Trypanosoma cruzi, the parasite responsible of Chagas disease, presents auxotrophy for heme. It contains several heme-proteins involved in essential metabolic pathway such us mitochondrial respiratory complexes, unsaturated fatty acid and ergosterol biosynthesis. It must take heme from the different hosts to supply this requirement, being heme transport and distribution essential for the parasite survival. We are interested in elucidating how heme is acquired and used by T. cruzi and to accomplish this, different strategies are utilized.T. cruzi presents a dedicated system to transport heme that can discriminate between structurally related compounds, as it was observed by confocal microscopy and fluorescence measurements using fluorescent heme analogs (HAs).
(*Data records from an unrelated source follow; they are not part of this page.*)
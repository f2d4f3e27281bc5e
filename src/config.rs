use std::collections::HashMap;
use std::str::FromStr;
use std::time::Duration;

use tracing::warn;

/// 程序配置文件
#[derive(Clone, Debug)]
pub struct Config {
    /// 每个批次默认的并发请求数量
    pub max_workers: usize,
    /// 按请求类型覆盖的并发数量（部分外部服务超过少量并发就会降级）
    pub variant_max_workers: HashMap<String, usize>,
    /// 缓存有效期（秒）
    pub cache_ttl_secs: u64,
    /// 磁盘缓存目录，未设置时使用内存缓存
    pub cache_dir: Option<String>,
    /// 批次记录存放目录
    pub store_dir: String,
    /// 批次 TOML 文件存放目录
    pub batch_folder: String,
    /// 单个 HTTP 请求超时（秒）
    pub http_timeout_secs: u64,
    /// 轮询外部任务状态的间隔（秒）
    pub poll_interval_secs: u64,
    /// 轮询外部任务状态的最大次数
    pub poll_max_retries: u32,
    /// 超时类错误的自动重试次数
    pub timeout_retries: u32,
    /// 线性退避的步长（秒）
    pub backoff_step_secs: u64,
    /// 主程序查询批次状态的间隔（毫秒）
    pub status_poll_ms: u64,
    /// 是否显示详细日志
    pub verbose_logging: bool,
    // --- 外部服务配置 ---
    pub crispor_base_url: String,
    pub crispresso_base_url: String,
    pub tagin_base_url: String,
    /// CRISPResso 表单要求填写的通知邮箱
    pub notify_email: String,
}

impl Default for Config {
    fn default() -> Self {
        // 超过 8 个线程时 Crispor 会返回 "no output" 错误
        let variant_max_workers = HashMap::from([
            ("crispor_guide".to_string(), 4),
            ("crispor_primer".to_string(), 4),
            ("crispresso".to_string(), 4),
        ]);

        Self {
            max_workers: 8,
            variant_max_workers,
            cache_ttl_secs: 3600 * 12,
            cache_dir: None,
            store_dir: "batch_store".to_string(),
            batch_folder: "batches".to_string(),
            http_timeout_secs: 300,
            poll_interval_secs: 30,
            poll_max_retries: 3,
            timeout_retries: 3,
            backoff_step_secs: 15,
            status_poll_ms: 2000,
            verbose_logging: false,
            crispor_base_url: "http://crispor.tefor.net/crispor.py".to_string(),
            crispresso_base_url: "http://crispresso.pinellolab.partners.org".to_string(),
            tagin_base_url: "http://tagin.stembio.org/submit/".to_string(),
            notify_email: String::new(),
        }
    }
}

impl Config {
    pub fn from_env() -> Self {
        let default = Self::default();

        let mut variant_max_workers = default.variant_max_workers.clone();
        for variant in crate::services::Variant::ALL {
            let var_name = format!("MAX_WORKERS_{}", variant.name().to_uppercase());
            if let Some(limit) = parse_env::<usize>(&var_name) {
                variant_max_workers.insert(variant.name().to_string(), limit);
            }
        }

        Self {
            max_workers: parse_env("MAX_WORKERS").unwrap_or(default.max_workers),
            variant_max_workers,
            cache_ttl_secs: parse_env("CACHE_TTL_SECS").unwrap_or(default.cache_ttl_secs),
            cache_dir: std::env::var("CACHE_DIR").ok().filter(|v| !v.is_empty()),
            store_dir: std::env::var("STORE_DIR").unwrap_or(default.store_dir),
            batch_folder: std::env::var("BATCH_FOLDER").unwrap_or(default.batch_folder),
            http_timeout_secs: parse_env("HTTP_TIMEOUT_SECS").unwrap_or(default.http_timeout_secs),
            poll_interval_secs: parse_env("POLL_INTERVAL_SECS").unwrap_or(default.poll_interval_secs),
            poll_max_retries: parse_env("POLL_MAX_RETRIES").unwrap_or(default.poll_max_retries),
            timeout_retries: parse_env("TIMEOUT_RETRIES").unwrap_or(default.timeout_retries),
            backoff_step_secs: parse_env("BACKOFF_STEP_SECS").unwrap_or(default.backoff_step_secs),
            status_poll_ms: parse_env("STATUS_POLL_MS").unwrap_or(default.status_poll_ms),
            verbose_logging: parse_env("VERBOSE_LOGGING").unwrap_or(default.verbose_logging),
            crispor_base_url: std::env::var("CRISPOR_BASE_URL").unwrap_or(default.crispor_base_url),
            crispresso_base_url: std::env::var("CRISPRESSO_BASE_URL")
                .unwrap_or(default.crispresso_base_url),
            tagin_base_url: std::env::var("TAGIN_BASE_URL").unwrap_or(default.tagin_base_url),
            notify_email: std::env::var("NOTIFY_EMAIL").unwrap_or(default.notify_email),
        }
    }

    /// 某个请求类型的并发上限
    pub fn workers_for(&self, variant: &str) -> usize {
        self.variant_max_workers
            .get(variant)
            .copied()
            .unwrap_or(self.max_workers)
            .max(1)
    }

    pub fn cache_ttl(&self) -> Duration {
        Duration::from_secs(self.cache_ttl_secs)
    }

    pub fn http_timeout(&self) -> Duration {
        Duration::from_secs(self.http_timeout_secs)
    }

    pub fn poll_interval(&self) -> Duration {
        Duration::from_secs(self.poll_interval_secs)
    }

    pub fn backoff_step(&self) -> Duration {
        Duration::from_secs(self.backoff_step_secs)
    }
}

/// 读取并解析环境变量，解析失败时记录警告并返回 None
fn parse_env<T: FromStr>(var_name: &str) -> Option<T> {
    let value = std::env::var(var_name).ok()?;
    match value.parse() {
        Ok(parsed) => Some(parsed),
        Err(_) => {
            warn!("环境变量 {} 的值 '{}' 无法解析，使用默认值", var_name, value);
            None
        }
    }
}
Also, we have shown that heme (HAs) was selectively taken by the parasite replicative stages where the protein we named TcHTE (T. cruzi Heme Transport Enhancer protein) plays an essential role. TcHTE belongs to HRG family proteins described in C. elegans (Heme Response Genes) and also conserved in trypanosomatids. These proteins show four putative transmembrane domains and no homology to other reported transporters. Our results demonstrate that TcHTE protein level changes according to heme availability, being almost no detected when epimastigotes were maintained in a media with adequate heme source (hemin). Surprisingly, the recombinant TcHTE-GFP was clearly located in the flagellar pocket region of the parasite, where the metabolites transport seems to proceed in trypanosomatids, with its C-terminal domain facing the cytoplasm of the cell. The expression of the rTcHTE-GFP in HECK293 cells allowed the analysis of oligomers formation by TIRF microscopy, where our preliminary results showed that TcHTE could form trimers.In summary, our results indicate that TcHTE plays an essential role modulating the heme transport activity in T. cruzi, presumably being part of a sophisticated complex transporter system.